Collected data entries:
-------------------------

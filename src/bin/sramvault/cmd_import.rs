use anyhow::Result;
use std::path::PathBuf;

use SramVault::util::sidecar_path;
use SramVault::{import_legacy, LegacyImport};

pub fn exec(save: PathBuf) -> Result<()> {
    let db = sidecar_path(&save);
    match import_legacy(&save, &db)? {
        LegacyImport::Imported(n) => {
            println!("import: {} -> {} ({} bytes)", save.display(), db.display(), n)
        }
        LegacyImport::SidecarExists => {
            println!("import: skipped, {} already exists", db.display())
        }
        LegacyImport::NoLegacyFile => {
            println!("import: skipped, no legacy save at {}", save.display())
        }
    }
    Ok(())
}
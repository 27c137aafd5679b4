use anyhow::{Context, Result};
use std::path::PathBuf;

use SramVault::SnapshotDb;

use crate::util::{fmt_ts, require_db};

pub fn exec(db: PathBuf, json: bool) -> Result<()> {
    require_db(&db)?;
    let sdb = SnapshotDb::open(&db).with_context(|| format!("open {}", db.display()))?;
    let rows = sdb.inspect()?;

    if json {
        println!("{}", serde_json::to_string_pretty(&rows)?);
        return Ok(());
    }
    if rows.is_empty() {
        println!("(no snapshots)");
        return Ok(());
    }
    println!("{:>8}  {:>17}  {:>8}  {:>8}  {:<5}  tag", "id", "ts", "crc32", "bytes", "ok");
    for r in rows {
        println!(
            "{:>8}  {:>17}  {:08X}  {:>8}  {:<5}  {}",
            r.id,
            fmt_ts(r.ts_ms),
            r.crc32,
            r.len,
            if r.intact { "yes" } else { "NO" },
            r.tag.as_deref().unwrap_or("-"),
        );
    }
    Ok(())
}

-------------------------

> _EXERCISE DESCRIPTION_
Once you have read the entries above, copy them out exactly as they were given.

> _EXPECTED ANSWER_
filename src/bin/sramvault/cmd_import.rs
use anyhow::Result;
use std::path::PathBuf;

use SramVault::util::sidecar_path;
use SramVault::{import_legacy, LegacyImport};

pub fn exec(save: PathBuf) -> Result<()> {
    let db = sidecar_path(&save);
    match import_legacy(&save, &db)? {
        LegacyImport::Imported(n) => {
            println!("import: {} -> {} ({} bytes)", save.display(), db.display(), n)
        }
        LegacyImport::SidecarExists => {
            println!("import: skipped, {} already exists", db.display())
        }
        LegacyImport::NoLegacyFile => {
            println!("import: skipped, no legacy save at {}", save.display())
        }
    }
    Ok(())
}
repository 27c137aafd5679b4
use anyhow::{Context, Result};
use std::path::PathBuf;

use SramVault::SnapshotDb;

use crate::util::{fmt_ts, require_db};

pub fn exec(db: PathBuf, json: bool) -> Result<()> {
    require_db(&db)?;
    let sdb = SnapshotDb::open(&db).with_context(|| format!("open {}", db.display()))?;
    let rows = sdb.inspect()?;

    if json {
        println!("{}", serde_json::to_string_pretty(&rows)?);
        return Ok(());
    }
    if rows.is_empty() {
        println!("(no snapshots)");
        return Ok(());
    }
    println!("{:>8}  {:>17}  {:>8}  {:>8}  {:<5}  tag", "id", "ts", "crc32", "bytes", "ok");
    for r in rows {
        println!(
            "{:>8}  {:>17}  {:08X}  {:>8}  {:<5}  {}",
            r.id,
            fmt_ts(r.ts_ms),
            r.crc32,
            r.len,
            if r.intact { "yes" } else { "NO" },
            r.tag.as_deref().unwrap_or("-"),
        );
    }
    Ok(())
}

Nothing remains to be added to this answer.